Interesting debate. I think for me, that description best applies when we are talking about orchestrating say a piano piece or string quartet that has already been composed. But also particularly for Romantic music. 19th century composers ioften composed by writing it for piano first. I am sure they had ideas of the orchestral sound in mind as they were composing mind you. A lot of modern music that utilises soundscapes, is often about the sound in itself and the overall effect. This kind of music can only be conceived (in my view) for those instruments or sounds. So in this case, orchestration is part of and integral to composition.

So 'orchestration' as a topic means slightly different processes depending on the type of music era and method of composition.

Something like Bach is probably the ultimate example of 'pure tonal music' that lends itself to almost any type of sound or instrument because it is the notes themselves, the rhythms and the harmony that is important. But for music that relies on the combinations of sounds and effects, orchestration is an essential part of the composition process. Modern composition techniques using software enabling composition to be done by ear make this much easier.


----------



## Stavrogin

HH, as I understand drfaustus wanted to highlight the differences between the main paradygms in different eras, and did not imply a uniqueness of approach in each era.
Much ado about nothing, imo.


----------



## drfaustus

> I hope you didn't pay much for that quality of 'education'


I do not know whether to talk about specific techniques. This is, in addition to instruments, overlapping or dubbing, for example.
We only have to think the orchestra is different in each era.
In accordance with Headphone Hermit's allegations, I won't give a class about this...


----------



## pixier

I disagree that a composer has to have the orchestrations in his mind when composing.
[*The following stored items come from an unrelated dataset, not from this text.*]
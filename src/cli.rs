//! Command-line interface for the Reversi binary.

use clap::{Parser, ValueEnum};

use crate::Stone;

/// Reversi - play Othello against a heuristic engine
#[derive(Parser, Debug)]
#[command(name = "reversi")]
#[command(about = "Reversi against a single-ply heuristic engine", long_about = None)]
#[command(version)]
pub struct Cli {
    /// Color the human plays (Black opens)
    #[arg(long, value_enum, default_value_t = Side::Black)]
    pub human: Side,

    /// Tracing filter, e.g. `reversi=debug` (overrides RUST_LOG)
    #[arg(long)]
    pub log: Option<String>,

    /// Play engine against engine in the terminal instead of opening a window
    #[arg(long)]
    pub headless: bool,

    /// Initial window width
    #[arg(long, default_value_t = 900.0)]
    pub width: f32,

    /// Initial window height
    #[arg(long, default_value_t = 640.0)]
    pub height: f32,
}

/// Side choice on the command line
#[derive(Debug, Clone, Copy, PartialEq, Eq, ValueEnum)]
pub enum Side {
    Black,
    White,
}

impl From<Side> for Stone {
    fn from(side: Side) -> Stone {
        match side {
            Side::Black => Stone::Black,
            Side::White => Stone::White,
        }
    }
}

/// Default tracing filter when neither `--log` nor RUST_LOG is given
pub const DEFAULT_LOG_FILTER: &str = "reversi=info";
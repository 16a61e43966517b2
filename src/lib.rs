//! Reversi (Othello) engine with a human side and an automated side
//!
//! A compact engine for the standard 8x8 game:
//! - Canonical opening: Black on (3,4) and (4,3), White on (3,3) and (4,4)
//! - Captures in all 8 directions; a move is legal only if it flips
//! - A side without a legal move passes; the game ends after 64
//!   placements or when neither side can move
//! - Single-ply heuristic play for the automated side
//!
//! # Architecture
//!
//! The engine is organized into several modules:
//! - [`board`]: Board representation with bitboards
//! - [`rules`]: Flip computation, move resolver and legal-move generation
//! - [`eval`]: Position evaluation and move selection
//! - [`engine`]: Turn controller tying the pieces together
//! - [`ui`]: egui front end
//!
//! # Quick Start
//!
//! ```
//! use reversi::{Phase, Pos, ReversiEngine, Stone};
//!
//! let mut engine = ReversiEngine::new();
//!
//! // Human (Black) captures the White stone at (3,3)
//! assert_eq!(engine.place_human(Pos::new(2, 3)), Ok(1));
//! assert_eq!(engine.change_list(), &[Pos::new(2, 3), Pos::new(3, 3)]);
//!
//! // Automated side (White) replies
//! let report = engine.run_automated_turn();
//! for placement in &report.placements {
//!     println!("White plays {}", placement.pos);
//! }
//! assert_eq!(engine.phase(), Phase::AwaitingHuman);
//! println!("Black {} - White {}", engine.piece_count(Stone::Black), engine.piece_count(Stone::White));
//! ```

pub mod board;
pub mod cli;
pub mod engine;
pub mod eval;
pub mod rules;
pub mod ui;

// Re-export commonly used types for convenience
pub use board::{Board, Direction, Pos, Stone, BOARD_SIZE};
pub use engine::{MoveError, Phase, Placement, ReversiEngine, TurnReport, MAX_PLY};
pub use eval::MoveResult;
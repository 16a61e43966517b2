//! Scoring weights for Reversi evaluation
//!
//! Corners can never be flipped back, so they dominate. The cells next to
//! an empty corner (X- and C-squares) hand the corner to the opponent and
//! are penalised.

use crate::board::{Pos, BOARD_SIZE};

/// Evaluation weights
pub struct Weights;

impl Weights {
    /// Points per stone of disc differential
    pub const DISC: i32 = 1;
    /// Points per legal move of mobility differential
    pub const MOBILITY: i32 = 5;
    /// Points per stone of disc differential once the game is decided
    pub const TERMINAL: i32 = 1_000;
}

/// Positional weight per cell, row-major
#[rustfmt::skip]
pub const POSITION_WEIGHTS: [[i32; BOARD_SIZE]; BOARD_SIZE] = [
    [100, -20,  10,   5,   5,  10, -20, 100],
    [-20, -50,  -2,  -2,  -2,  -2, -50, -20],
    [ 10,  -2,  -1,  -1,  -1,  -1,  -2,  10],
    [  5,  -2,  -1,  -1,  -1,  -1,  -2,   5],
    [  5,  -2,  -1,  -1,  -1,  -1,  -2,   5],
    [ 10,  -2,  -1,  -1,  -1,  -1,  -2,  10],
    [-20, -50,  -2,  -2,  -2,  -2, -50, -20],
    [100, -20,  10,   5,   5,  10, -20, 100],
];

/// Weight of a single cell
#[inline]
pub fn position_weight(pos: Pos) -> i32 {
    POSITION_WEIGHTS[pos.row as usize][pos.col as usize]
}
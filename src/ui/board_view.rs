//! Board rendering for the Reversi GUI

use crate::{Board, Pos, Stone, BOARD_SIZE};
use egui::{Color32, CornerRadius, Painter, Pos2, Rect, Sense, Stroke, Vec2};

use super::theme::*;

/// What the board view should draw besides the stones
pub struct BoardOverlay<'a> {
    /// Cells the human may play (drawn as small dots)
    pub hints: &'a [Pos],
    /// Cells changed by the last placement
    pub changes: &'a [Pos],
    /// Color previewed under the pointer
    pub human: Stone,
    /// Accept clicks
    pub interactive: bool,
}

/// Board view handles rendering and input for the game board
pub struct BoardView {
    /// Cached cell size for coordinate calculations
    cell_size: f32,
    /// Board drawing area
    board_rect: Rect,
}

impl Default for BoardView {
    fn default() -> Self {
        Self {
            cell_size: 60.0,
            board_rect: Rect::NOTHING,
        }
    }
}

impl BoardView {
    /// Render the board and return the clicked cell, if any
    pub fn show(&mut self, ui: &mut egui::Ui, board: &Board, overlay: &BoardOverlay<'_>) -> Option<Pos> {
        let available_size = ui.available_size();

        // Calculate board size to fit available space
        let board_size = available_size.x.min(available_size.y) - 20.0;
        self.cell_size = (board_size - 2.0 * BOARD_MARGIN) / BOARD_SIZE as f32;

        let (response, painter) = ui.allocate_painter(Vec2::new(board_size, board_size), Sense::click());

        self.board_rect = response.rect;

        painter.rect_filled(self.board_rect, CornerRadius::same(4), BOARD_BORDER);
        painter.rect_filled(self.play_area(), CornerRadius::ZERO, BOARD_BG);

        self.draw_grid(&painter);
        self.draw_coordinates(&painter);
        self.draw_stones(&painter, board);

        for &pos in overlay.changes {
            self.draw_change_marker(&painter, pos);
        }

        if !overlay.interactive {
            return None;
        }

        for &pos in overlay.hints {
            self.draw_hint(&painter, pos);
        }

        let pointer_pos = response.hover_pos()?;
        let board_pos = self.screen_to_board(pointer_pos)?;

        if board.is_empty(board_pos) {
            let is_valid = overlay.hints.contains(&board_pos);
            self.draw_hover_preview(&painter, board_pos, overlay.human, is_valid);
        }

        response.clicked().then_some(board_pos)
    }

    /// Area covered by the 8x8 cells
    fn play_area(&self) -> Rect {
        Rect::from_min_size(
            self.board_rect.min + Vec2::splat(BOARD_MARGIN),
            Vec2::splat(self.cell_size * BOARD_SIZE as f32),
        )
    }

    /// Draw the 8x8 grid lines
    fn draw_grid(&self, painter: &Painter) {
        let stroke = Stroke::new(GRID_LINE_WIDTH, GRID_LINE);
        let area = self.play_area();

        for i in 0..=BOARD_SIZE {
            let offset = i as f32 * self.cell_size;

            // Vertical line
            painter.line_segment(
                [Pos2::new(area.min.x + offset, area.min.y), Pos2::new(area.min.x + offset, area.max.y)],
                stroke,
            );

            // Horizontal line
            painter.line_segment(
                [Pos2::new(area.min.x, area.min.y + offset), Pos2::new(area.max.x, area.min.y + offset)],
                stroke,
            );
        }
    }

    /// Draw coordinate labels (a-h, 1-8)
    fn draw_coordinates(&self, painter: &Painter) {
        let font = egui::FontId::proportional(12.0);
        let area = self.play_area();

        for i in 0..BOARD_SIZE {
            let center = (i as f32 + 0.5) * self.cell_size;

            let letter = (b'a' + i as u8) as char;
            let pos = Pos2::new(area.min.x + center, self.board_rect.min.y + BOARD_MARGIN * 0.5);
            painter.text(pos, egui::Align2::CENTER_CENTER, letter, font.clone(), COORD_TEXT);

            let pos = Pos2::new(self.board_rect.min.x + BOARD_MARGIN * 0.5, area.min.y + center);
            painter.text(pos, egui::Align2::CENTER_CENTER, format!("{}", i + 1), font.clone(), COORD_TEXT);
        }
    }

    /// Draw all placed stones
    fn draw_stones(&self, painter: &Painter, board: &Board) {
        for pos in Pos::all() {
            let stone = board.get(pos);
            if stone != Stone::Empty {
                self.draw_stone(painter, pos, stone);
            }
        }
    }

    /// Draw a single stone
    fn draw_stone(&self, painter: &Painter, pos: Pos, stone: Stone) {
        let center = self.board_to_screen(pos);
        let radius = self.cell_size * STONE_RADIUS_RATIO;

        // Shadow
        painter.circle_filled(center + Vec2::new(2.0, 2.0), radius, Color32::from_rgba_unmultiplied(0, 0, 0, 60));

        match stone {
            Stone::Black => {
                painter.circle_filled(center, radius, BLACK_STONE);
                let highlight_offset = Vec2::new(-radius * 0.3, -radius * 0.3);
                painter.circle_filled(center + highlight_offset, radius * 0.2, BLACK_STONE_HIGHLIGHT);
            }
            Stone::White => {
                painter.circle_filled(center, radius, WHITE_STONE);
                painter.circle_stroke(center, radius * 0.85, Stroke::new(radius * 0.1, WHITE_STONE_SHADOW));
            }
            Stone::Empty => {}
        }
    }

    /// Mark a cell changed by the last placement
    fn draw_change_marker(&self, painter: &Painter, pos: Pos) {
        painter.circle_filled(self.board_to_screen(pos), CHANGE_MARKER_RADIUS, CHANGE_MARKER);
    }

    /// Dot on a legal move
    fn draw_hint(&self, painter: &Painter, pos: Pos) {
        painter.circle_filled(self.board_to_screen(pos), self.cell_size * HINT_RADIUS_RATIO, LEGAL_HINT);
    }

    /// Draw hover preview
    fn draw_hover_preview(&self, painter: &Painter, pos: Pos, turn: Stone, is_valid: bool) {
        let center = self.board_to_screen(pos);
        let radius = self.cell_size * STONE_RADIUS_RATIO;

        let color = if is_valid {
            match turn {
                Stone::Black => Color32::from_rgba_unmultiplied(20, 20, 20, 80),
                Stone::White => Color32::from_rgba_unmultiplied(240, 240, 240, 80),
                Stone::Empty => hover_valid(),
            }
        } else {
            hover_invalid()
        };

        painter.circle_filled(center, radius, color);
    }

    /// Convert screen coordinates to board position
    pub fn screen_to_board(&self, screen_pos: Pos2) -> Option<Pos> {
        let relative = screen_pos - self.play_area().min;
        let col = (relative.x / self.cell_size).floor() as i32;
        let row = (relative.y / self.cell_size).floor() as i32;
        Pos::try_new(row, col)
    }

    /// Convert board position to the screen center of its cell
    pub fn board_to_screen(&self, pos: Pos) -> Pos2 {
        let area = self.play_area();
        Pos2::new(
            area.min.x + (pos.col as f32 + 0.5) * self.cell_size,
            area.min.y + (pos.row as f32 + 0.5) * self.cell_size,
        )
    }
}
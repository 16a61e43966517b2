//! Theme constants for the Reversi GUI

use egui::Color32;

// Board colors - classic felt green
pub const BOARD_BG: Color32 = Color32::from_rgb(0, 128, 128);
pub const BOARD_BORDER: Color32 = Color32::from_rgb(0, 80, 80);
pub const GRID_LINE: Color32 = Color32::from_rgb(10, 40, 40);
pub const COORD_TEXT: Color32 = Color32::from_rgb(200, 230, 230);

// Stone colors
pub const BLACK_STONE: Color32 = Color32::from_rgb(20, 20, 24);
pub const BLACK_STONE_HIGHLIGHT: Color32 = Color32::from_rgb(70, 70, 80);
pub const WHITE_STONE: Color32 = Color32::from_rgb(250, 250, 252);
pub const WHITE_STONE_SHADOW: Color32 = Color32::from_rgb(190, 190, 195);

// Markers
pub const CHANGE_MARKER: Color32 = Color32::from_rgb(230, 60, 60);
pub const LEGAL_HINT: Color32 = Color32::from_rgb(120, 200, 200);

pub fn hover_valid() -> Color32 {
    Color32::from_rgba_unmultiplied(80, 80, 80, 100)
}

pub fn hover_invalid() -> Color32 {
    Color32::from_rgba_unmultiplied(255, 50, 50, 80)
}

// Panel colors - dark theme
pub const PANEL_BG: Color32 = Color32::from_rgb(25, 27, 31);
pub const CARD_BG: Color32 = Color32::from_rgb(35, 38, 43);
pub const BUTTON_BG: Color32 = Color32::from_rgb(50, 53, 58);
pub const MESSAGE_BG: Color32 = Color32::from_rgb(80, 60, 30);
pub const GAME_OVER_BG: Color32 = Color32::from_rgb(45, 80, 55);
pub const TEXT_PRIMARY: Color32 = Color32::from_rgb(240, 240, 245);
pub const TEXT_SECONDARY: Color32 = Color32::from_rgb(160, 165, 175);
pub const TEXT_MUTED: Color32 = Color32::from_rgb(120, 125, 135);

// Status colors
pub const STATUS_OK: Color32 = Color32::from_rgb(80, 200, 120);
pub const STATUS_BUSY: Color32 = Color32::from_rgb(255, 180, 50);
pub const STATUS_DONE: Color32 = Color32::from_rgb(50, 220, 50);

// Sizes
pub const BOARD_MARGIN: f32 = 28.0;
pub const STONE_RADIUS_RATIO: f32 = 0.42;
pub const HINT_RADIUS_RATIO: f32 = 0.1;
pub const GRID_LINE_WIDTH: f32 = 1.0;
pub const CHANGE_MARKER_RADIUS: f32 = 4.0;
Tchaikovsky of course did that, because that is how the ideas came, but what if the germ of one's musical idea is a melody, or series of themes, whose virtues are (largely) independent of its eventual arrangement? Many, many composers think that way. Then the job is to present the musical ideas most effectively, and hence it is done in two stages.


----------



## TonneEnevoldsen

Who were the famous orchestrator before up to today?


----------



## TonneEnevoldsen

do you know guys?


----------



## EdwardBast

TonneEnevoldsen said:


> Who were the famous orchestrator before up to today?


You could start with the two who wrote important treatises on the subject in the 19thc: Berlioz and Rimsky-Korsakoff. Both were excellent. Tchaikovsky and Ravel too. But there is a long list …


----------



## DeepR

This is interesting as I was recently reading a bit and thinking about orchestration. I guess there's something to be said for both methods (composing with instrument in mind or the two stage method). I'm curious which composers used which method. It's probably hard to keep the two stages method "pure" and not think ahead about the kind of instrument that could/should play the part. The second stage could be more about the finer details of the orchestration while the basics are laid out in the first stage, when parts are composed with help of a piano for example.


----------



## DeepR

What do people think about Bruckner's orchestration, particularly the 8th (a work I've been listening to it a lot this year)? I recognize it's certainly not as finely colored as say Ravel, but for the kind of sound and effect that Bruckner was going for would you really have it any other way?


----------



## Mahlerian

DeepR said:


> What do people think about Bruckner's orchestration, particularly the 8th (a work I've been listening to it a lot this year)? I recognize it's certainly not as finely colored as say Ravel, but for the kind of sound and effect that Bruckner was going for would you really have it any other way?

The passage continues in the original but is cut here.